◆ What needs to be done: Filter the entries below, keeping every line that has the word "DifferentialDrive".

◆ Data supplied:
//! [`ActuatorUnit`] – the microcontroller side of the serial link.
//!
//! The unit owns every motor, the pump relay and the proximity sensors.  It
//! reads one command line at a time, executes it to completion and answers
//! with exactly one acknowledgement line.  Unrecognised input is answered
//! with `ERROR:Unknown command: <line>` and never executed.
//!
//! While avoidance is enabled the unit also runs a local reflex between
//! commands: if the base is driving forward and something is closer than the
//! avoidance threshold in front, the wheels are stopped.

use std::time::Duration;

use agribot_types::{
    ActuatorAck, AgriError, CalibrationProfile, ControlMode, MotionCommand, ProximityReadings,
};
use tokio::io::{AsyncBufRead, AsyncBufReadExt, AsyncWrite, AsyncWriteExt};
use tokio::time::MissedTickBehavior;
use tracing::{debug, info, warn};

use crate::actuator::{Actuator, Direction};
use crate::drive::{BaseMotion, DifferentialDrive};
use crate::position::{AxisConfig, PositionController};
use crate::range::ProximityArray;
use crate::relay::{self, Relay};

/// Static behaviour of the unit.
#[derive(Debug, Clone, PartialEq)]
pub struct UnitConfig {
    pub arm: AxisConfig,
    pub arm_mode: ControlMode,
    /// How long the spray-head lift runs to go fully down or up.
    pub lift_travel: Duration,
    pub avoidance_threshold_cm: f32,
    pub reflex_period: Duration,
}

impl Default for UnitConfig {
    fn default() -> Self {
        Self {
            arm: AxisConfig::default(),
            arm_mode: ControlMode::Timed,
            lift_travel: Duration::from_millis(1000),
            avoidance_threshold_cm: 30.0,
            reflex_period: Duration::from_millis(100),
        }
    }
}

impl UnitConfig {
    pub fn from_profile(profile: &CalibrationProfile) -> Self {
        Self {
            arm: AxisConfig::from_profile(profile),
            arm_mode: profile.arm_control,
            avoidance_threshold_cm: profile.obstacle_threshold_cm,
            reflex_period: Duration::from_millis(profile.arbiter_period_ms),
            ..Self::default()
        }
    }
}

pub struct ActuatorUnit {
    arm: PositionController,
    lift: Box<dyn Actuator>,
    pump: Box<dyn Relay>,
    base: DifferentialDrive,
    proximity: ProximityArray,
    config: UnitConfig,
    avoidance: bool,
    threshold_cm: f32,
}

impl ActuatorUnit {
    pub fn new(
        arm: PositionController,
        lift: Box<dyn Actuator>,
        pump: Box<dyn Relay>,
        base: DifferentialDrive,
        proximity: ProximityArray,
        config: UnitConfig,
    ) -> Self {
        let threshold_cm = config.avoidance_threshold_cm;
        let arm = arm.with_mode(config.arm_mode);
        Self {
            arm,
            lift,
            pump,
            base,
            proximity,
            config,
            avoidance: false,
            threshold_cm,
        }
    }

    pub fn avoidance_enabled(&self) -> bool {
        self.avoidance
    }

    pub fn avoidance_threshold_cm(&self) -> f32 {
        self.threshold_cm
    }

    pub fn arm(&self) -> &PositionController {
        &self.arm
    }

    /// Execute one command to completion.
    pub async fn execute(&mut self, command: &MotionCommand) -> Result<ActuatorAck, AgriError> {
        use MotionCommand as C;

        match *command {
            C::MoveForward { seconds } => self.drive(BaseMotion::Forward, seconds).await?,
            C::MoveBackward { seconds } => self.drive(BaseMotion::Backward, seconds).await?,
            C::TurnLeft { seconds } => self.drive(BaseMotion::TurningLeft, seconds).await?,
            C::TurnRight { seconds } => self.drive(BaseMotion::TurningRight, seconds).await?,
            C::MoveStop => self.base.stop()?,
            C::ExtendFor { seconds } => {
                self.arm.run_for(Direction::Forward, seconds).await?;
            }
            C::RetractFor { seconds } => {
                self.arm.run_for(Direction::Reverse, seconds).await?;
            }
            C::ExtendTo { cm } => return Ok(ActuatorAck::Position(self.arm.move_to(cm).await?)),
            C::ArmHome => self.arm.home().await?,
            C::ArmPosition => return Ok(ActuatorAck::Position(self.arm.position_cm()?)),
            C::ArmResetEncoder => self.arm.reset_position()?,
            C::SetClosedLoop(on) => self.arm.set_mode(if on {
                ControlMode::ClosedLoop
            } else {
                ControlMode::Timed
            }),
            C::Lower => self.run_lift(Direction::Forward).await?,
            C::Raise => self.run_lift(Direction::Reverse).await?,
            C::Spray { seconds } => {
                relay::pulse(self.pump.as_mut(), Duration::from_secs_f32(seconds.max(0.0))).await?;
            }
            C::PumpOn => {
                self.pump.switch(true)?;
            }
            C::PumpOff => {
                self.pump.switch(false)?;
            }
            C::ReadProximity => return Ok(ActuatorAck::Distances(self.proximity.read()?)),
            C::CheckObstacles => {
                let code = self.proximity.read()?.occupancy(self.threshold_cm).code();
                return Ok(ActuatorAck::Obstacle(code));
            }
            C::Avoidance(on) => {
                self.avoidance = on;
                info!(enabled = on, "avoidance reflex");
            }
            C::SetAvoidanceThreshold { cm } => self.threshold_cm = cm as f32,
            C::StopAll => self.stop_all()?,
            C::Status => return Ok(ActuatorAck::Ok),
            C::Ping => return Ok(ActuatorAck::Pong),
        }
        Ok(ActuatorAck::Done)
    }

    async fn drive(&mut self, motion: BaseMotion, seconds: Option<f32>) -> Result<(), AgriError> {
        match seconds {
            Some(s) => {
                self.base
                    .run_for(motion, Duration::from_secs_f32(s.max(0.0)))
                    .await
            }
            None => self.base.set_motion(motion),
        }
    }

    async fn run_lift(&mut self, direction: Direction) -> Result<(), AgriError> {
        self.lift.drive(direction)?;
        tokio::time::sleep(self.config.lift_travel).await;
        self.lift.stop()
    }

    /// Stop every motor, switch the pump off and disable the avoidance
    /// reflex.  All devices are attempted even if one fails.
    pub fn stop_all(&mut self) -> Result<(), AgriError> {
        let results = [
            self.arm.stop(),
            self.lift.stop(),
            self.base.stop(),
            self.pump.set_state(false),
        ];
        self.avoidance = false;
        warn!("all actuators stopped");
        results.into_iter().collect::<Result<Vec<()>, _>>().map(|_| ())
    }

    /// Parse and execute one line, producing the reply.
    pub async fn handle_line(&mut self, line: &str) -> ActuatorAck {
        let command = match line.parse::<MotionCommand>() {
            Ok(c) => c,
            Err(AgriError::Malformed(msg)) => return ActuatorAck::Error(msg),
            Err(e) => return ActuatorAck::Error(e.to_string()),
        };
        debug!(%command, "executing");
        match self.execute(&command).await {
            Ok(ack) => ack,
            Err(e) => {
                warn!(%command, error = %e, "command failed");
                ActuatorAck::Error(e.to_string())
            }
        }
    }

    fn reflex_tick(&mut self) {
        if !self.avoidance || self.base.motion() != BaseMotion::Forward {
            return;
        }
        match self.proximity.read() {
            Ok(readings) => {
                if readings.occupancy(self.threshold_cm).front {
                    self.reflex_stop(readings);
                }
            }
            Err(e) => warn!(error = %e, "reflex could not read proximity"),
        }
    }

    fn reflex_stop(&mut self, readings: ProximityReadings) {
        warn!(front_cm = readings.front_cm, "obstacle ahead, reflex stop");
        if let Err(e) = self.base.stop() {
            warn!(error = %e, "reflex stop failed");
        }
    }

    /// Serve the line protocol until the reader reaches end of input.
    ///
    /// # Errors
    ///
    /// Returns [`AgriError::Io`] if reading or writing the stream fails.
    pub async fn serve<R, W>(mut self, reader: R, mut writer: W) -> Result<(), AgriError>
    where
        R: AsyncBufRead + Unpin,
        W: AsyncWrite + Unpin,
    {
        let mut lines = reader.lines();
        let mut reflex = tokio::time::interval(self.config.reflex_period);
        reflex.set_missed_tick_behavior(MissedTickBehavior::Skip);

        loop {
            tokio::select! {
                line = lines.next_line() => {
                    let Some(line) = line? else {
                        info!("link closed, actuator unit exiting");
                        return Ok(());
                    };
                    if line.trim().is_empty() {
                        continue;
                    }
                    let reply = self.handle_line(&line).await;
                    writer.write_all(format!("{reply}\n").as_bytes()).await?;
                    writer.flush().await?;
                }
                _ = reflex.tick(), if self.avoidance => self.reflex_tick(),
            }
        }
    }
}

◆ Result of this task:
use crate::drive::{BaseMotion, DifferentialDrive};
    base: DifferentialDrive,
        base: DifferentialDrive,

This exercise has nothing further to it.